Diversos pontos interessantes citados na publicação elucidam o que a juventude brasileira pensa sobre a C&T. Curiosamente, no país do futebol, o interesse declarado pelos jovens por temas de Meio Ambiente e Medicina (80% e 74%, respectivamente) é maior do que o interesse nos Esportes (62%) por religião (67%). Eles, em sua maioria, percebem a importância social da C&T. Acreditam que a Ciência e a Tecnologia são importantes para o País e que os benefícios do desenvolvimento técnico-científico são elevados – e, em geral, maiores que os riscos. Para os jovens, os cientistas estão entre as fontes mais confiáveis de informação. Eles têm uma imagem majoritariamente positiva da figura do (a) cientista. Grande parte dos jovens acredita que a profissão de cientista é atraente, mas difícil de se alcançar, e que homens e mulheres têm a mesma capacidade para ser cientistas e que devem ter as mesmas oportunidades. Mesmo neste momento de crise econômica, política e de confiança nas instituições, a esmagadora maioria dos jovens afirma que o investimento brasileiro em C&T deveria ser aumentado ou mantido, não diminuído.

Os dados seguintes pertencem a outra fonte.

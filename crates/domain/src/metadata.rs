use rustc_hash::FxHashMap;
use std::fmt;
use std::sync::Arc;

/// Suffix appended to a metadata key to form the key holding the ECS scope
/// prefix length of that value.
///
/// A provider that publishes `K` and wants ECS-aware caching of answers
/// derived from it publishes `K/_ecs-scope` (a decimal string) alongside.
pub const ECS_SCOPE_SUFFIX: &str = "/_ecs-scope";

/// Returns the companion scope key for `key`.
pub fn ecs_scope_key(key: &str) -> String {
    let mut scoped = String::with_capacity(key.len() + ECS_SCOPE_SUFFIX.len());
    scoped.push_str(key);
    scoped.push_str(ECS_SCOPE_SUFFIX);
    scoped
}

/// Lazily evaluated metadata value.
pub type ValueFn = Arc<dyn Fn() -> String + Send + Sync>;

/// Per-query metadata store.
///
/// Created empty when a query enters the pipeline and dropped when its
/// processing finishes. Providers write into it before selection runs;
/// selectors only read.
#[derive(Default, Clone)]
pub struct QueryMetadata {
    values: FxHashMap<Arc<str>, ValueFn>,
}

impl QueryMetadata {
    pub fn new() -> Self {
        Self::default()
    }

    /// Registers `f` under `key`, replacing any previous provider.
    pub fn set_value_fn<F>(&mut self, key: impl Into<Arc<str>>, f: F)
    where
        F: Fn() -> String + Send + Sync + 'static,
    {
        self.values.insert(key.into(), Arc::new(f));
    }

    /// Registers a constant value under `key`.
    pub fn set_value(&mut self, key: impl Into<Arc<str>>, value: impl Into<String>) {
        let value = value.into();
        self.set_value_fn(key, move || value.clone());
    }

    pub fn value_fn(&self, key: &str) -> Option<&ValueFn> {
        self.values.get(key)
    }

    /// Evaluates the provider registered under `key`, if any.
    pub fn value(&self, key: &str) -> Option<String> {
        self.value_fn(key).map(|f| f())
    }

    pub fn contains(&self, key: &str) -> bool {
        self.values.contains_key(key)
    }

    pub fn keys(&self) -> impl Iterator<Item = &str> {
        self.values.keys().map(|k| k.as_ref())
    }

    pub fn len(&self) -> usize {
        self.values.len()
    }

    pub fn is_empty(&self) -> bool {
        self.values.is_empty()
    }
}

impl fmt::Debug for QueryMetadata {
    fn fmt(&self, f: &mut fmt::Formatter<'_>) -> fmt::Result {
        let mut keys: Vec<&str> = self.keys().collect();
        keys.sort_unstable();
        f.debug_struct("QueryMetadata").field("keys", &keys).finish()
    }
}
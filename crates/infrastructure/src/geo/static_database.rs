use dns_select_application::ports::GeoLookup;
use dns_select_domain::config::GeoNetworkConfig;
use dns_select_domain::{DomainError, GeoCity, GeoMatch};
use ipnetwork::IpNetwork;
use std::net::IpAddr;
use tracing::info;

/// GeoIP table built from configured networks. The most specific network
/// containing an address wins.
#[derive(Debug, Default)]
pub struct StaticGeoDatabase {
    networks: Vec<(IpNetwork, GeoCity)>,
}

impl StaticGeoDatabase {
    pub fn new(entries: &[GeoNetworkConfig]) -> Result<Self, DomainError> {
        let mut networks = Vec::with_capacity(entries.len());

        for entry in entries {
            let network: IpNetwork = entry
                .cidr
                .parse()
                .map_err(|e| DomainError::InvalidCidr(format!("{}: {}", entry.cidr, e)))?;
            networks.push((network, entry.city.clone()));
        }

        info!(networks = networks.len(), "GeoIP table loaded");
        Ok(Self { networks })
    }

    pub fn len(&self) -> usize {
        self.networks.len()
    }

    pub fn is_empty(&self) -> bool {
        self.networks.is_empty()
    }
}

impl GeoLookup for StaticGeoDatabase {
    fn lookup(&self, ip: IpAddr) -> Option<GeoMatch> {
        let mut best_match: Option<(u8, &GeoCity)> = None;

        for (network, city) in &self.networks {
            if network.contains(ip) {
                let prefix = network.prefix();

                match best_match {
                    None => best_match = Some((prefix, city)),
                    Some((existing_prefix, _)) if prefix > existing_prefix => {
                        best_match = Some((prefix, city));
                    }
                    _ => {}
                }
            }
        }

        best_match.map(|(network_prefix, city)| GeoMatch {
            city: city.clone(),
            network_prefix,
        })
    }
}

Poucos jovens visitam museus de ciência e outros espaços de difusão do conhecimento ou culturais, como parques ambientais, jardins botânicos, museus de arte etc. E, ainda, 60% dos jovens brasileiros não sabem que antibióticos não combatem vírus e 75% discordam, inteiramente ou em parte, da afirmação de que vacinar as crianças pode ser perigoso.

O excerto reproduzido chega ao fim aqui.